Theatre review: Itsoseng
ITSOSENG **** PLEASANCE DOME (VENUE 23)
WHEN apartheid was finally overthrown in South Africa, life got better for many black people, but not for the population of Itsoseng. It was one of the forgotten townships, left without support or amenities, existing on the unfulfilled promises of politicians and all the while sinking further into poverty.
Actor and writer Omphile Molusi, a 24-year-old from Itsoseng, was the first recipient of a Royal Shakespeare Company bursary for South African actors. His self-penned one-man play, directed by Tina Johnson, bears the fruits of that training, while remaining firmly rooted in the culture where he grew up.

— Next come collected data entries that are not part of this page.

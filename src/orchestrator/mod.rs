//! Application-level orchestration utilities.
//!
//! This module owns the four dashboard controllers, turns UI commands into runs, and handles
//! post-commit processing such as exports. UI/CLI layers call into this module to keep
//! responsibilities separated.

#[cfg(feature = "tui")]
mod controller;
mod dashboards;
mod post_process;

#[cfg(feature = "tui")]
pub(crate) use controller::{run_controller, UiCommand, UiEvent};
pub(crate) use dashboards::{Dashboards, RequestParams};
pub(crate) use post_process::process_update;
#[cfg(feature = "tui")]
pub(crate) use post_process::save_result;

Mawilla, a young man from the township, addresses us from the site of the former shopping mall, destroyed in anti-apartheid riots in 1994. It was a symbol of the town's potential, just as the fact that no-one has rebuilt it in 14 years is a symbol of its decline. Standing in a scatter of rubbish (which he uses variously as props) he introduces us to the locals: drunks, prostitutes and radicals disappointed because change never came.
But the dramatic heart of the play is a love story. Mawilla's childhood sweetheart, Dolly, became a prostitute because it was the only way to make money. Mawilla, who had no job and no money to woo her, could only watch her sad decline, never losing hope that one day he would rescue her.

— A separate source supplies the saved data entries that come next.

use super::{money, percent, Dashboard, Feature};
use crate::model::StageSpec;
use serde::{Deserialize, Serialize};

pub struct SchedulingDashboard;

#[derive(Debug, Clone, Serialize, Deserialize)]
pub struct ScheduleRequest {
    pub date_range: String,
    #[serde(default)]
    pub locations: Vec<String>,
    #[serde(default)]
    pub departments: Vec<String>,
    #[serde(default)]
    pub constraints: Vec<String>,
}

#[derive(Debug, Clone, Default, Serialize, Deserialize)]
#[serde(default)]
pub struct Shift {
    pub employee_id: String,
    pub employee_name: String,
    pub department: String,
    /// 0 = Monday.
    pub day: u8,
    pub start_time: String,
    pub end_time: String,
}

#[derive(Debug, Clone, Default, Serialize, Deserialize)]
#[serde(default)]
pub struct ScheduleOptimization {
    pub optimization_id: String,
    pub shifts: Vec<Shift>,
    pub total_shifts: u32,
    pub total_cost: f64,
    pub cost_savings: f64,
    pub coverage_score: f64,
    pub employee_satisfaction: f64,
    pub quality_score: f64,
    pub recommendations: Vec<String>,
    pub risks: Vec<String>,
    pub compliance_status: serde_json::Value,
}

const STAGES: [StageSpec; 5] = [
    StageSpec {
        name: "demand_forecaster",
        display_name: "Demand Forecasting",
        working_message: "Analyzing Prophet forecast…",
        done_message: "Customer demand allocated to departments",
    },
    StageSpec {
        name: "staff_optimizer",
        display_name: "Staff Optimization",
        working_message: "Creating optimal shift assignments…",
        done_message: "Shift assignments drafted",
    },
    StageSpec {
        name: "cost_analyst",
        display_name: "Cost Analysis",
        working_message: "Calculating labor costs…",
        done_message: "Labor cost and savings computed",
    },
    StageSpec {
        name: "compliance_checker",
        display_name: "Compliance Check",
        working_message: "Verifying break and overtime rules…",
        done_message: "Labor law compliance verified",
    },
    StageSpec {
        name: "quality_auditor",
        display_name: "Quality Audit",
        working_message: "Evaluating schedule quality…",
        done_message: "Schedule quality scored",
    },
];

const FACTS: [&str; 4] = [
    "Electronics traffic peaks on weekends; the Sales Floor stays steady all week.",
    "Store-wide demand comes from a Prophet forecast, then gets split per department.",
    "Schedules respect minimum rest hours between consecutive shifts.",
    "Overtime is flagged before it reaches payroll.",
];

impl Dashboard for SchedulingDashboard {
    type Request = ScheduleRequest;
    type Payload = ScheduleOptimization;

    const FEATURE: Feature = Feature::Scheduling;
    const ENDPOINT: &'static str = "/api/agents/optimize-schedule-crewai";

    fn stages() -> &'static [StageSpec] {
        &STAGES
    }

    fn facts() -> &'static [&'static str] {
        &FACTS
    }

    fn slot_key(request: &ScheduleRequest) -> String {
        request.date_range.clone()
    }

    fn summarize(p: &ScheduleOptimization) -> Vec<String> {
        let mut lines = vec![
            format!("Optimization: {}", p.optimization_id),
            format!(
                "Shifts: {}  Cost: {}  Savings: {}",
                p.total_shifts.max(p.shifts.len() as u32),
                money(p.total_cost),
                money(p.cost_savings)
            ),
            format!(
                "Coverage: {}  Satisfaction: {}  Quality: {:.1}/10",
                percent(p.coverage_score),
                percent(p.employee_satisfaction),
                p.quality_score
            ),
        ];
        lines.extend(p.recommendations.iter().map(|r| format!("  + {r}")));
        lines.extend(p.risks.iter().map(|r| format!("  ! {r}")));
        lines
    }
}

#[cfg(test)]
mod tests {
    use super::*;

    #[test]
    fn decodes_backend_payload() {
        let raw = serde_json::json!({
            "optimization_id": "ai_opt_20240101_120000",
            "shifts": [{"employee_id": "E1", "department": "Electronics", "day": 5,
                        "start_time": "09:00", "end_time": "17:00", "hours": 8}],
            "total_shifts": 1,
            "total_cost": 12500.0,
            "cost_savings": 1800.4,
            "coverage_score": 0.91,
            "employee_satisfaction": 0.85,
            "quality_score": 7.5,
            "recommendations": ["Add a closer on Saturday"],
            "risks": ["No significant risks identified"],
            "agent_decisions": {"demand_confidence": 0.92}
        });
        let p: ScheduleOptimization = serde_json::from_value(raw).unwrap();
        assert_eq!(p.shifts[0].day, 5);

        let lines = SchedulingDashboard::summarize(&p);
        assert_eq!(lines[1], "Shifts: 1  Cost: $12,500  Savings: $1,800");
        assert_eq!(lines[2], "Coverage: 91%  Satisfaction: 85%  Quality: 7.5/10");
        assert!(lines.contains(&"  ! No significant risks identified".to_string()));
    }

    #[test]
    fn stage_names_are_unique() {
        let mut names: Vec<_> = STAGES.iter().map(|s| s.name).collect();
        names.sort();
        names.dedup();
        assert_eq!(names.len(), STAGES.len());
    }
}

If that all sounds downbeat, the show is not. Molusi unfolds his story with such pace and vigour, weaving in snatches of song and flickers of humour, that although it is dark, it is never dull. And for all his frenzied energy, his control is immaculate, moving from angry to funny to poignant in the turn of a phrase.
Itsoseng is the story of a township, told through the eyes of a man who is trying hard not to lose hope. But 14 years of democracy and freedom in South Africa have bred only anger in Itsoseng and other places like it, hatching, perhaps, the seeds of "another Burundi, Somalia, Zimbabwe". It's an important story that needs to be told about the forgotten corners of the rainbow nation.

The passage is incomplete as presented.